Die energetische Sanierung dieser Häuser stellt ein technisches Dilemma dar. Die Außendämmung verdeckt die verzierten Fassaden, was der Zerstörung der architektonischen Identität des Gebäudes gleichkommt. Die Innendämmung verringert die Wohnfläche und kann in den alten Wänden bei unsachgemäßer Anbringung der Dampfsperre zu Kondensationspunkten führen.

Belüftung und Feuchtigkeit
Diese Häuser funktionierten ursprünglich mit natürlicher Belüftung aufgrund von Dichtheitsmängeln: unvollkommene Fensterdichtungen, offene Kamine, fehlende Membran unter dem Dach. Jede Maßnahme, die die Hülle dichter macht (Fensterwechsel, Dämmung, Entfernung eines Kamins), muss mit einem mechanischen Belüftungssystem einhergehen. Andernfalls konzentriert sich die Feuchtigkeit in den Wänden und verursacht beschleunigte Schäden.
- Überprüfen Sie die Kompatibilität zwischen dem bestehenden Innenputz (häufig auf Kalkbasis) und den geplanten Dämmmaterialien
- Bevorzugen Sie diffusionsoffene Dämmstoffe (Holzfaser, Hanfwolle), um die Fähigkeit der Wand zur Dampfabfuhr aufrechtzuerhalten
- Installieren Sie eine geeignete Lüftungsanlage, sobald die Dichtheit der Hülle verändert wird
Erbe des 20. Jahrhunderts: ein im Aufbau befindlicher Status für die Häuser der 1920er Jahre
Über lange Zeit erhielten die Häuser der 1920er Jahre keine denkmalpflegerische Anerkennung. Zu neu für die im 19. Jahrhundert geerbten Klassifizierungsmaßnahmen, zu gewöhnlich, um die Aufmerksamkeit von Architekturhistorikern auf sich zu ziehen, erlitten sie Jahrzehnte unkontrollierter Veränderungen: Putzsanierungen mit Zement, Austausch der Holzfenster durch weiße PVC-Fenster, Entfernung von Fassadendekoren.

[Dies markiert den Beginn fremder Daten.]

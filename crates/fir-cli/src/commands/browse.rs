use fir_core::library::BrowserEntry;
use serde::Serialize;

use crate::cli::root_commands::BrowseArgs;
use crate::cli::{GlobalFlags, OutputFormat};
use crate::commands::shared::path::PathResponse;
use crate::context::AppContext;
use crate::output::output;

#[derive(Debug, Serialize)]
struct BrowseResponse {
    #[serde(flatten)]
    location: PathResponse,
    #[serde(skip_serializing_if = "Option::is_none")]
    term: Option<String>,
    entries: Vec<BrowserEntry>,
}

/// Handle `fir browse`.
pub async fn handle(args: &BrowseArgs, ctx: &AppContext, flags: &GlobalFlags) -> anyhow::Result<()> {
    let library = ctx.client.load_library().await?;
    let crumbs = library.path_to(args.folder.as_deref())?;

    let term = args.term.as_deref().map(str::trim).filter(|t| !t.is_empty());
    let entries = match term {
        Some(term) => library.search(term),
        None => library.children(args.folder.as_deref()),
    };

    let response = BrowseResponse {
        location: PathResponse::from(crumbs),
        term: term.map(str::to_string),
        entries,
    };

    if flags.format == OutputFormat::Table {
        println!("{}", response.location.path);
        return output(&response.entries, flags.format);
    }
    output(&response, flags.format)
}
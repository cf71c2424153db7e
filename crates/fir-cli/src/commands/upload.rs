use anyhow::{Context, bail};
use fir_client::{AnalyzeMode, UploadWizard};
use serde_json::{Map, Value, json};
use tokio_util::sync::CancellationToken;

use crate::cli::GlobalFlags;
use crate::cli::root_commands::UploadArgs;
use crate::commands::shared::json::read_object;
use crate::context::AppContext;
use crate::output::output;
use crate::progress::Progress;

/// Handle `fir upload`.
pub async fn handle(args: &UploadArgs, ctx: &AppContext, flags: &GlobalFlags) -> anyhow::Result<()> {
    if !args.file.is_file() {
        bail!("'{}' is not a file", args.file.display());
    }
    if args.direct {
        return upload_direct(args, ctx, flags).await;
    }

    // Read overrides before any network work so a bad file fails fast.
    let overrides = review_overrides(args)?;

    let cancel = CancellationToken::new();
    let ctrl_c = tokio::spawn({
        let cancel = cancel.clone();
        async move {
            if tokio::signal::ctrl_c().await.is_ok() {
                cancel.cancel();
            }
        }
    });

    let result = run_wizard(args, overrides, &cancel, ctx).await;
    ctrl_c.abort();
    output(&result?, flags.format)
}

async fn run_wizard(
    args: &UploadArgs,
    overrides: Map<String, Value>,
    cancel: &CancellationToken,
    ctx: &AppContext,
) -> anyhow::Result<Value> {
    let mode = if args.sync {
        AnalyzeMode::Sync
    } else {
        AnalyzeMode::Async
    };
    let mut wizard = UploadWizard::new(&ctx.client, ctx.poller)
        .with_folder(args.folder.clone())
        .with_mode(mode);

    let spinner = Progress::spinner(&format!("Uploading {}", args.file.display()));
    if let Err(error) = wizard.stage(&args.file).await {
        spinner.finish_err("Upload failed");
        return Err(error).context("upload failed");
    }

    spinner.set_message("Extracting text and metadata...");
    let pages = match wizard.analyze(cancel).await {
        Ok(analysis) => analysis.ocr.total_pages,
        Err(error) => {
            spinner.finish_err("Analysis failed");
            return Err(error.into());
        }
    };

    wizard.review(overrides)?;

    spinner.set_message("Saving");
    let saved = match wizard.save().await {
        Ok(saved) => saved,
        Err(error) => {
            spinner.finish_err("Save failed");
            return Err(error).context("save failed");
        }
    };
    let request = wizard.save_request()?;
    spinner.finish_ok(&format!("Saved '{}'", request.title));

    Ok(json!({
        "step": wizard.step().to_string(),
        "title": request.title,
        "folder_id": request.folder_id,
        "pages": pages,
        "document": saved,
    }))
}

async fn upload_direct(args: &UploadArgs, ctx: &AppContext, flags: &GlobalFlags) -> anyhow::Result<()> {
    if args.metadata.is_some() {
        bail!("--metadata needs the review step; drop --direct");
    }
    let spinner = Progress::spinner(&format!("Uploading {}", args.file.display()));
    let uploaded = ctx
        .client
        .upload_document(&args.file, args.folder.as_deref(), args.title.as_deref())
        .await;
    match uploaded {
        Ok(document) => {
            spinner.finish_clear();
            output(&document, flags.format)
        }
        Err(error) => {
            spinner.finish_err("Upload failed");
            Err(error).context("upload failed")
        }
    }
}

/// Metadata file contents with `--title` layered on top.
fn review_overrides(args: &UploadArgs) -> anyhow::Result<Map<String, Value>> {
    let mut overrides = match &args.metadata {
        Some(path) => read_object(path)?,
        None => Map::new(),
    };
    if let Some(title) = args.title.as_deref().filter(|t| !t.trim().is_empty()) {
        overrides.insert("title".into(), Value::String(title.to_string()));
    }
    Ok(overrides)
}
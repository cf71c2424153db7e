use anyhow::bail;
use fir_core::enums::ProcessingStatus;
use fir_core::requests::DocumentUpdate;

use crate::cli::GlobalFlags;
use crate::commands::shared::parse::parse_optional;
use crate::context::AppContext;
use crate::output::output;

/// Raw `fir document update` flags.
pub struct Fields<'a> {
    pub title: Option<String>,
    pub folder: Option<String>,
    pub status: Option<&'a str>,
    pub error_text: Option<String>,
}

pub async fn run(
    id: &str,
    fields: Fields<'_>,
    ctx: &AppContext,
    flags: &GlobalFlags,
) -> anyhow::Result<()> {
    let update = build_update(fields)?;
    let document = ctx.client.update_document(id, &update).await?;
    output(&document, flags.format)
}

fn build_update(fields: Fields<'_>) -> anyhow::Result<DocumentUpdate> {
    let update = DocumentUpdate {
        folder_id: fields.folder,
        title: fields.title,
        processing_status: parse_optional::<ProcessingStatus>(fields.status, "status")?,
        error_text: fields.error_text,
    };
    if update.is_empty() {
        bail!("nothing to update: pass --title, --folder, --status, or --error-text");
    }
    Ok(update)
}
pub mod analytics;
pub mod browse;
pub mod chat;
pub mod dashboard;
pub mod dispatch;
pub mod document;
pub mod folder;
pub mod schema;
pub mod search;
pub mod shared;
pub mod upload;
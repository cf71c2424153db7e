//! Request bodies sent to the FIR Intelligence API.
//!
//! Optional fields are omitted from the JSON when unset so partial updates
//! leave untouched columns alone.

use schemars::JsonSchema;
use serde::{Deserialize, Serialize};
use serde_json::{Map, Value};

use crate::entities::{AnalysisResult, ChatScope, OcrPage};
use crate::enums::ProcessingStatus;

/// Body of `POST /folders`.
#[derive(Debug, Clone, Serialize, Deserialize, JsonSchema, PartialEq, Eq)]
pub struct NewFolder {
    pub name: String,
    #[serde(default, skip_serializing_if = "Option::is_none")]
    pub parent_id: Option<String>,
}

/// Body of `PUT /folders/{id}`.
#[derive(Debug, Clone, Default, Serialize, Deserialize, JsonSchema, PartialEq, Eq)]
pub struct FolderUpdate {
    #[serde(default, skip_serializing_if = "Option::is_none")]
    pub name: Option<String>,
    #[serde(default, skip_serializing_if = "Option::is_none")]
    pub parent_id: Option<String>,
}

impl FolderUpdate {
    #[must_use]
    pub const fn is_empty(&self) -> bool {
        self.name.is_none() && self.parent_id.is_none()
    }
}

/// Body of `PUT /documents/{id}`.
#[derive(Debug, Clone, Default, Serialize, Deserialize, JsonSchema, PartialEq, Eq)]
pub struct DocumentUpdate {
    #[serde(default, skip_serializing_if = "Option::is_none")]
    pub folder_id: Option<String>,
    #[serde(default, skip_serializing_if = "Option::is_none")]
    pub title: Option<String>,
    #[serde(default, skip_serializing_if = "Option::is_none")]
    pub processing_status: Option<ProcessingStatus>,
    #[serde(default, skip_serializing_if = "Option::is_none")]
    pub error_text: Option<String>,
}

impl DocumentUpdate {
    #[must_use]
    pub const fn is_empty(&self) -> bool {
        self.folder_id.is_none()
            && self.title.is_none()
            && self.processing_status.is_none()
            && self.error_text.is_none()
    }
}

/// Body of `POST /documents/analyze`.
#[derive(Debug, Clone, Serialize, Deserialize, JsonSchema, PartialEq, Eq)]
#[serde(rename_all = "camelCase")]
pub struct AnalyzeRequest {
    pub file_path: String,
}

/// OCR payload persisted alongside a reviewed document.
#[derive(Debug, Clone, Serialize, Deserialize, JsonSchema, PartialEq)]
pub struct OcrData {
    pub text: String,
    pub pages: Vec<OcrPage>,
    pub total_pages: u32,
    #[serde(rename = "extractionConfidence")]
    pub extraction_confidence: f64,
}

impl From<&AnalysisResult> for OcrData {
    fn from(result: &AnalysisResult) -> Self {
        Self {
            text: result.ocr.text.clone(),
            pages: result.ocr.pages.clone(),
            total_pages: result.ocr.total_pages,
            extraction_confidence: result.extraction_confidence,
        }
    }
}

/// Body of `POST /documents/save`, the final step of the upload wizard.
#[derive(Debug, Clone, Serialize, Deserialize, JsonSchema, PartialEq)]
#[serde(rename_all = "camelCase")]
pub struct SaveRequest {
    pub file_path: String,
    pub title: String,
    #[serde(default, skip_serializing_if = "Option::is_none")]
    pub folder_id: Option<String>,
    pub metadata: Map<String, Value>,
    pub ocr_data: OcrData,
}

/// Body of `POST /search/vector`.
#[derive(Debug, Clone, Default, Serialize, Deserialize, JsonSchema, PartialEq)]
#[serde(rename_all = "camelCase")]
pub struct VectorSearchRequest {
    pub query: String,
    #[serde(default, skip_serializing_if = "Option::is_none")]
    pub folder_ids: Option<Vec<String>>,
    #[serde(default, skip_serializing_if = "Option::is_none")]
    pub document_ids: Option<Vec<String>>,
    #[serde(default, skip_serializing_if = "Option::is_none")]
    pub limit: Option<u32>,
    #[serde(default, skip_serializing_if = "Option::is_none")]
    pub threshold: Option<f64>,
}

/// Body of `POST /chat/conversations`. A `None` scope is sent as `null` (global).
#[derive(Debug, Clone, Default, Serialize, Deserialize, JsonSchema, PartialEq, Eq)]
#[serde(rename_all = "camelCase")]
pub struct NewConversation {
    #[serde(default, skip_serializing_if = "Option::is_none")]
    pub user_id: Option<String>,
    pub scope: Option<ChatScope>,
}

/// Body of `POST /chat/conversations/{id}/messages`.
#[derive(Debug, Clone, Serialize, Deserialize, JsonSchema, PartialEq, Eq)]
pub struct NewMessage {
    pub content: String,
    pub context: MessageContext,
}

#[derive(Debug, Clone, Default, Serialize, Deserialize, JsonSchema, PartialEq, Eq)]
pub struct MessageContext {
    pub scope: Option<ChatScope>,
}
use clap::Subcommand;

/// Chat commands.
#[derive(Clone, Debug, Subcommand)]
pub enum ChatCommands {
    /// Start a conversation, optionally scoped to folders or documents.
    New {
        #[arg(long)]
        folder: Vec<String>,
        #[arg(long)]
        document: Vec<String>,
    },
    /// List conversations.
    List,
    /// Show a conversation with its messages.
    Get { id: String },
    /// Send a message and print the reply.
    Send {
        conversation: String,
        message: String,
        #[arg(long)]
        folder: Vec<String>,
        #[arg(long)]
        document: Vec<String>,
    },
}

Die Situation entwickelt sich. Der Bau der 1920er Jahre tritt schrittweise in den Bereich des geschützten Erbes ein. Die wallonische Erbeagentur verbreitet seit 2024 Lehrmaterialien zur Architektur des 20. Jahrhunderts für 8- bis 12-Jährige, ein Zeichen dafür, dass die Sensibilisierung früh beginnt. Darüber hinaus löst die Eintragung in das Denkmälerverzeichnis, wenn sie existiert, ein besonderes Kontrollregime für Abrisse mit obligatorischer öffentlicher Anhörung aus.

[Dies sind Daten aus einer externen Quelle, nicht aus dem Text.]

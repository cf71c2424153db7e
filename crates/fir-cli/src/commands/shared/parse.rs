use serde::de::DeserializeOwned;

/// Parse a snake_case enum value using serde-deserialization.
pub fn parse_enum<T>(raw: &str, field: &str) -> anyhow::Result<T>
where
    T: DeserializeOwned,
{
    let normalized = raw.trim().to_ascii_lowercase().replace('-', "_");
    serde_json::from_value(serde_json::Value::String(normalized))
        .map_err(|error| anyhow::anyhow!("invalid {field} '{raw}': {error}"))
}

/// Parse an optional enum flag.
pub fn parse_optional<T>(raw: Option<&str>, field: &str) -> anyhow::Result<Option<T>>
where
    T: DeserializeOwned,
{
    raw.map(|value| parse_enum(value, field)).transpose()
}
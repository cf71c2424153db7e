use crate::cli::GlobalFlags;
use crate::cli::root_commands::Commands;
use crate::commands;
use crate::context::AppContext;

/// Dispatch a parsed command to the corresponding handler module.
pub async fn dispatch(command: Commands, ctx: &AppContext, flags: &GlobalFlags) -> anyhow::Result<()> {
    match command {
        Commands::Folder { action } => commands::folder::handle(&action, ctx, flags).await,
        Commands::Document { action } => commands::document::handle(&action, ctx, flags).await,
        Commands::Browse(args) => commands::browse::handle(&args, ctx, flags).await,
        Commands::Upload(args) => commands::upload::handle(&args, ctx, flags).await,
        Commands::Search { action } => commands::search::handle(&action, ctx, flags).await,
        Commands::Chat { action } => commands::chat::handle(&action, ctx, flags).await,
        Commands::Analytics { action } => commands::analytics::handle(&action, ctx, flags).await,
        Commands::Dashboard => commands::dashboard::handle(ctx, flags).await,
        Commands::Schema(args) => commands::schema::handle(&args, flags),
    }
}
use schemars::JsonSchema;
use serde::{Deserialize, Deserializer, Serialize};
use serde_json::{Map, Value};

use crate::enums::JobStatus;

/// A file staged on the server by `upload-temp`, awaiting analysis.
#[derive(Debug, Clone, Serialize, Deserialize, JsonSchema, PartialEq, Eq)]
pub struct UploadedFile {
    pub path: String,
    pub originalname: String,
    pub size: u64,
    pub mimetype: String,
}

/// Envelope returned by `upload-temp`.
#[derive(Debug, Clone, Serialize, Deserialize, JsonSchema, PartialEq, Eq)]
pub struct StagedUpload {
    pub file: UploadedFile,
}

#[derive(Debug, Clone, Serialize, Deserialize, JsonSchema, PartialEq)]
pub struct OcrPage {
    pub page_num: u32,
    pub text: String,
    pub ocr_confidence: f64,
}

#[derive(Debug, Clone, Serialize, Deserialize, JsonSchema, PartialEq)]
pub struct OcrText {
    pub text: String,
    #[serde(default)]
    pub pages: Vec<OcrPage>,
    pub total_pages: u32,
    #[serde(default)]
    pub avg_confidence: f64,
}

/// Output of OCR and field extraction for one staged file.
#[derive(Debug, Clone, Serialize, Deserialize, JsonSchema, PartialEq)]
#[serde(rename_all = "camelCase")]
pub struct AnalysisResult {
    #[serde(default)]
    pub success: bool,
    pub ocr: OcrText,
    /// Extracted FIR fields, keyed by field name. `null` reads as empty.
    #[serde(default, deserialize_with = "null_as_empty")]
    #[schemars(with = "Map<String, Value>")]
    pub metadata: Map<String, Value>,
    #[serde(default)]
    pub extraction_confidence: f64,
    #[serde(default)]
    pub warnings: Vec<String>,
}

fn null_as_empty<'de, D>(deserializer: D) -> Result<Map<String, Value>, D::Error>
where
    D: Deserializer<'de>,
{
    Ok(Option::<Map<String, Value>>::deserialize(deserializer)?.unwrap_or_default())
}

/// Identifier returned when an asynchronous analysis job is accepted.
#[derive(Debug, Clone, Serialize, Deserialize, JsonSchema, PartialEq, Eq)]
#[serde(rename_all = "camelCase")]
pub struct JobHandle {
    pub job_id: String,
}

/// One status observation of an asynchronous analysis job.
#[derive(Debug, Clone, Serialize, Deserialize, JsonSchema, PartialEq)]
pub struct JobReport {
    pub status: JobStatus,
    #[serde(default)]
    pub result: Option<Value>,
    #[serde(default)]
    pub error: Option<JobError>,
}

/// Job failure as reported by the server: either a bare string or `{message}`.
#[derive(Debug, Clone, Serialize, Deserialize, JsonSchema, PartialEq, Eq)]
#[serde(untagged)]
pub enum JobError {
    Message(String),
    Detail {
        #[serde(default)]
        message: Option<String>,
    },
}

impl JobError {
    #[must_use]
    pub fn message(&self) -> Option<&str> {
        match self {
            Self::Message(message) => Some(message.as_str()),
            Self::Detail { message } => message.as_deref(),
        }
        .filter(|message| !message.is_empty())
    }
}

impl JobReport {
    /// Server message for a failed job, with the console's fallback text.
    #[must_use]
    pub fn error_message(&self) -> String {
        self.error
            .as_ref()
            .and_then(JobError::message)
            .unwrap_or("Analysis failed")
            .to_string()
    }
}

Diese Anerkennung bleibt teilweise und ungleich je nach Region. Ein gut erhaltenes Art-déco-Haus in einer wiederaufgebauten Stadt im Norden wird eher institutionelle Aufmerksamkeit erhalten als ein isoliertes regionalistisches Pavillon in ländlicher Gegend. Der Schutz hängt nach wie vor stark von der lokalen Mobilisierung ab, was einen erheblichen Teil dieses Erbes der Gefahr von irreversiblen Veränderungen aussetzt.